Na verdade, tanto faz se a solidão é voluntária ou não - a única certeza é que faz sua cabeça trabalhar em novas idéias. Destas, algumas nem sempre são produtivas e outras tampouco aceitáveis socialmente.
E assim, uma simples dona-de-casa desfila no seu imaginário situações inusitadas para a vidinha que leva.
Algumas vezes se imagina vestida para uma festa - com aquelas jóias maravilhosas que viu naquela joalheria chique semana passada. Outras, sendo levada por um choffer (sim, porque motorista chique é em francês). Há também os momentos em que se imagina diva, de óculos escuros, na janela, tomando chá e olhando para o jardim, tentado ignorar o papparazzo que tenta flagrar sua intimidade.
Hoje, estranhamente, não imagina nada. Nadinha. Hoje ela é somente uma dona-de-casa na janela tomando chá. Sua mente está desabastecida de idéias.
Acho que gastei todas - pensou.
E assim, com o pensamento em branco, decidiu sentar no seu sofá predileto e assistir um pouco de televisão, como que para preencher aquele espaço excepcionalmente vago em seu cérebro.

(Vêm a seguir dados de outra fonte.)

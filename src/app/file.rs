use super::App;
use std::{fs, path::PathBuf, time::Instant};

impl App {
    pub fn load_file(&mut self, path: PathBuf) {
        // Strip quotes that come along with shell-pasted paths
        let cleaned = path
            .display()
            .to_string()
            .trim()
            .trim_matches('"')
            .trim_matches('\'')
            .trim()
            .to_string();
        let path = PathBuf::from(cleaned);

        match fs::read_to_string(&path) {
            Ok(content) => {
                self.text = content;
                self.after_load(path.clone());
                self.set_status(&format!("Loaded: {}", path.display()));
            }
            Err(e) if e.kind() == std::io::ErrorKind::NotFound => {
                // Start an empty worksheet; :w will create the file
                self.text.clear();
                self.after_load(path.clone());
                self.set_status(&format!("New file: {}", path.display()));
            }
            Err(e) => {
                self.set_status(&format!("Cannot read {}: {}", path.display(), e));
            }
        }
    }

    fn after_load(&mut self, path: PathBuf) {
        let path_changed = self.file_path.as_ref() != Some(&path);
        self.file_path = Some(path);
        if path_changed {
            self.file_path_changed = true;
        }
        self.is_modified = false;
        self.cursor_line = 0;
        self.cursor_col = 0;
        self.scroll = 0;
        self.regenerate();
    }

    /// Re-read the loaded file after an external change.
    pub fn reload_file(&mut self) {
        let Some(path) = self.file_path.clone() else {
            return;
        };
        match fs::read_to_string(&path) {
            Ok(content) => {
                self.text = content;
                self.regenerate();
                self.clamp_cursor();
                self.set_status(&format!("Reloaded: {}", path.display()));
            }
            Err(e) => {
                self.set_status(&format!("Cannot reload {}: {}", path.display(), e));
            }
        }
    }

    pub fn save_file(&mut self) -> Result<String, String> {
        let Some(path) = self.file_path.clone() else {
            return Err("No file name (use :w FILE)".to_string());
        };
        self.save_to(path)
    }

    pub fn save_file_as(&mut self, path: PathBuf) -> Result<String, String> {
        let path_changed = self.file_path.as_ref() != Some(&path);
        self.file_path = Some(path.clone());
        if path_changed {
            self.file_path_changed = true;
        }
        self.save_to(path)
    }

    fn save_to(&mut self, path: PathBuf) -> Result<String, String> {
        fs::write(&path, &self.text)
            .map_err(|e| format!("Cannot write {}: {}", path.display(), e))?;
        self.is_modified = false;
        self.last_save_time = Some(Instant::now());
        Ok(format!(
            "Written: {} ({} lines)",
            path.display(),
            self.wrapped.len()
        ))
    }
}
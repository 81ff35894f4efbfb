use anyhow::Result;
use clap::{Arg, Command};
use crossterm::{
    cursor, execute,
    terminal::{disable_raw_mode, enable_raw_mode, EnterAlternateScreen, LeaveAlternateScreen},
};
use ratatui::{backend::CrosstermBackend, Terminal};
use std::{fs, io::stdout, panic, path::PathBuf};

use copybook::app::App;
use copybook::config::Settings;
use copybook::{input, sheet};

fn main() -> Result<()> {
    // Set up panic handler to properly clean up terminal on crash
    let original_hook = panic::take_hook();
    panic::set_hook(Box::new(move |panic_info| {
        let _ = disable_raw_mode();
        let _ = execute!(stdout(), LeaveAlternateScreen);
        let _ = execute!(stdout(), cursor::Show);

        original_hook(panic_info);
    }));

    let matches = Command::new("copybook")
        .version(env!("BUILD_VERSION"))
        .about("Handwriting practice worksheet generator")
        .arg(
            Arg::new("file")
                .help("Text file with the practice text")
                .index(1),
        )
        .arg(
            Arg::new("text")
                .long("text")
                .help("Practice text given directly")
                .value_name("TEXT"),
        )
        .arg(
            Arg::new("stdout")
                .long("stdout")
                .help("Render the worksheet to stdout instead of interactive mode")
                .action(clap::ArgAction::SetTrue),
        )
        .arg(
            Arg::new("output")
                .short('o')
                .long("output")
                .help("Render the worksheet to a file (use '-' for stdout)")
                .value_name("FILE"),
        )
        .arg(
            Arg::new("pdf")
                .long("pdf")
                .help("Export the worksheet as a PDF")
                .value_name("FILE"),
        )
        .arg(Arg::new("font").long("font").help("Font preset").value_name("NAME"))
        .arg(
            Arg::new("blank-lines")
                .long("blank-lines")
                .help("Blank rule lines after each text line")
                .value_name("N"),
        )
        .arg(
            Arg::new("width")
                .long("width")
                .help("Maximum characters per line")
                .value_name("CHARS"),
        )
        .arg(
            Arg::new("word-spacing")
                .long("word-spacing")
                .help("Extra spacing between words")
                .value_name("N"),
        )
        .arg(
            Arg::new("darkness")
                .long("darkness")
                .help("Ink darkness, 1-100")
                .value_name("N"),
        )
        .get_matches();

    let mut settings = Settings::load();
    settings.apply_overrides(
        matches.get_one::<String>("font").map(String::as_str),
        matches.get_one::<String>("blank-lines").map(String::as_str),
        matches.get_one::<String>("width").map(String::as_str),
        matches.get_one::<String>("word-spacing").map(String::as_str),
        matches.get_one::<String>("darkness").map(String::as_str),
    );

    let stdout_mode = matches.get_flag("stdout");
    let output_file = matches.get_one::<String>("output");
    let pdf_file = matches.get_one::<String>("pdf");

    // If any output target is given, run in non-interactive mode
    if stdout_mode || output_file.is_some() || pdf_file.is_some() {
        let mut app = App::new(settings);

        if let Some(text) = matches.get_one::<String>("text") {
            app.text = text.clone();
        } else if let Some(file_path) = matches.get_one::<String>("file") {
            let path = PathBuf::from(file_path);
            app.text = fs::read_to_string(&path)
                .map_err(|e| anyhow::anyhow!("cannot read '{}': {}", path.display(), e))?;
            app.file_path = Some(path);
        } else {
            eprintln!("Error: no input text (give a FILE or --text)");
            std::process::exit(1);
        }
        app.regenerate();

        if let Some(pdf_path) = pdf_file {
            let written = app
                .export_pdf(Some(PathBuf::from(pdf_path)))
                .map_err(|e| anyhow::anyhow!(e))?;
            println!("{}", written);
        } else {
            let rendered = sheet::sheet_to_text(&app.sheet);
            match output_file {
                Some(path) if path != "-" => fs::write(path, rendered)?,
                _ => println!("{}", rendered),
            }
        }
    } else {
        // Interactive mode
        let mut app = App::new(settings);

        if let Some(text) = matches.get_one::<String>("text") {
            app.text = text.clone();
            app.regenerate();
        } else if let Some(file_path) = matches.get_one::<String>("file") {
            app.load_file(PathBuf::from(file_path));
        }

        let setup_result = (|| -> Result<Terminal<CrosstermBackend<std::io::Stdout>>> {
            enable_raw_mode()?;
            let mut stdout = stdout();
            execute!(stdout, EnterAlternateScreen)?;
            execute!(stdout, cursor::Hide)?;
            let backend = CrosstermBackend::new(stdout);
            Ok(Terminal::new(backend)?)
        })();

        let mut terminal = match setup_result {
            Ok(term) => term,
            Err(e) => {
                eprintln!("Failed to initialize terminal: {}", e);
                return Err(e);
            }
        };

        let res = input::run_app(&mut terminal, app);

        // Always clean up, even if there was an error
        let _ = disable_raw_mode();
        let _ = execute!(terminal.backend_mut(), LeaveAlternateScreen);
        let _ = execute!(terminal.backend_mut(), cursor::Show);
        let _ = terminal.show_cursor();

        if let Err(err) = res {
            eprintln!("Application error: {}", err);
            std::process::exit(1);
        }
    }

    Ok(())
}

Ligou a TV e, controle remoto em uma mão e xícara de chá na outra, sentou e fixou o olhar no canal predileto.
A programação não era das melhores. Assistia um filme morno e cadencioso quando pegou no sono.

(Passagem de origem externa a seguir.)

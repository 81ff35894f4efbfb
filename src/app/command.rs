use super::App;
use std::path::PathBuf;

impl App {
    /// Multi-key sequences in Normal mode. Returns true when the buffer was
    /// consumed as a complete sequence.
    pub fn handle_vim_input(&mut self, c: char) -> bool {
        self.vim_buffer.push(c);

        if self.vim_buffer == "gg" {
            self.scroll_to_top();
            self.vim_buffer.clear();
            return true;
        } else if self.vim_buffer.len() >= 2 {
            self.vim_buffer.clear();
        }

        false
    }

    /// Execute the pending `:` command. Returns true when the application
    /// should quit.
    pub fn execute_command(&mut self) -> bool {
        let cmd = self.command_buffer.clone();
        let cmd = cmd.trim();

        if cmd.is_empty() {
            self.set_status("");
        } else if cmd == "q" {
            if self.is_modified {
                self.set_status("No write since last change (use :q! to override)");
            } else {
                return true;
            }
        } else if cmd == "q!" {
            return true;
        } else if cmd == "w" {
            match self.save_file() {
                Ok(msg) => self.set_status(&msg),
                Err(msg) => self.set_status(&msg),
            }
        } else if let Some(filename) = cmd.strip_prefix("w ") {
            let path = PathBuf::from(filename.trim());
            match self.save_file_as(path) {
                Ok(msg) => self.set_status(&msg),
                Err(msg) => self.set_status(&msg),
            }
        } else if cmd == "wq" || cmd == "x" {
            match self.save_file() {
                Ok(_) => return true,
                Err(msg) => self.set_status(&msg),
            }
        } else if let Some(filename) = cmd.strip_prefix("e ") {
            self.load_file(PathBuf::from(filename.trim()));
        } else if cmd == "pdf" {
            match self.export_pdf(None) {
                Ok(path) => self.set_status(&format!("Exported: {}", path)),
                Err(msg) => self.set_status(&msg),
            }
        } else if let Some(filename) = cmd.strip_prefix("pdf ") {
            match self.export_pdf(Some(PathBuf::from(filename.trim()))) {
                Ok(path) => self.set_status(&format!("Exported: {}", path)),
                Err(msg) => self.set_status(&msg),
            }
        } else if let Some(assignment) = cmd.strip_prefix("set ") {
            self.execute_set(assignment.trim());
        } else if let Some(name) = cmd.strip_prefix("font ") {
            match self.settings.set_option("font", name.trim()) {
                Ok(()) => {
                    let name = self.settings.font().name;
                    self.set_status(&format!("Font: {}", name));
                }
                Err(msg) => self.set_status(&msg),
            }
        } else if cmd == "paste" {
            self.paste_from_clipboard();
        } else if cmd == "copy" {
            self.copy_sheet_to_clipboard();
        } else {
            self.set_status(&format!("Not a command: {}", cmd));
        }

        false
    }

    fn execute_set(&mut self, assignment: &str) {
        let Some((key, value)) = assignment.split_once('=') else {
            self.set_status("Usage: set KEY=VALUE (font, blank, width, spacing, darkness)");
            return;
        };
        match self.settings.set_option(key.trim(), value) {
            Ok(()) => {
                self.regenerate();
                self.set_status(&format!("set {}", assignment));
            }
            Err(msg) => self.set_status(&msg),
        }
    }
}
/// Ephemeris answers derived from the live DSN feed: the craft is where
/// the dish that tracks it points. Positions are frozen over the requested
/// span, which is fine at deep-space distances and hour scales.
#[derive(Default)]
pub struct DsnDerivedSource {
    current: RwLock<Option<DsnData>>,
}

impl DsnDerivedSource {
    pub fn new() -> Self {
        Self::default()
    }

    /// Replaces the snapshot this source answers from.
    pub fn update(&self, snapshot: DsnData) {
        *self.current.write().unwrap() = Some(snapshot);
    }

    /// Pointing and range of the best link for a target, plus the hosting
    /// complex's observer and the snapshot instant.
    fn tracked_state(&self, naif_id: i64) -> Result<TrackedState> {
        let info = target_by_naif(naif_id).ok_or_else(|| DsnError::UnknownTarget {
            target: naif_id.to_string(),
        })?;
        let code = info.dsn_code.ok_or_else(|| DsnError::UnknownTarget {
            target: info.name.to_string(),
        })?;

        let guard = self.current.read().unwrap();
        let data = guard.as_ref().ok_or(DsnError::ServiceUnavailable {
            reason: "no DSN snapshot yet".into(),
        })?;
        let link = data
            .links
            .iter()
            .filter(|l| l.spacecraft.eq_ignore_ascii_case(code))
            .min_by(|a, b| primary_order(a, b))
            .ok_or_else(|| DsnError::UnknownTarget {
                target: code.to_string(),
            })?;

        Ok(TrackedState {
            observer: link.complex.observer(),
            az_deg: link.azimuth_deg,
            el_deg: link.elevation_deg,
            distance_km: link.distance_km,
            at: data.timestamp.unwrap_or_else(Utc::now),
        })
    }
}

struct TrackedState {
    observer: Observer,
    az_deg: f64,
    el_deg: f64,
    distance_km: f64,
    at: DateTime<Utc>,
}

fn span_instants(
    start: DateTime<Utc>,
    stop: DateTime<Utc>,
    step_minutes: u32,
) -> Vec<DateTime<Utc>> {
    let step = Duration::minutes(step_minutes.max(1) as i64);
    let mut instants = Vec::new();
    let mut t = start;
    while t <= stop {
        instants.push(t);
        t += step;
    }
    instants
}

Passado algum tempo, sentiu-se sacudir por uma mão urgente até que ouviu: - Vamos, ja está quase na hora do espetáculo!
Foi então em um pulo que tirou o roupão e as pantufas, subiu no salto e conferiu a maquiagem no espelho. Fazendo vento, disparou do camarim ao palco, com um sorriso confiante no rosto em direção ao seu público.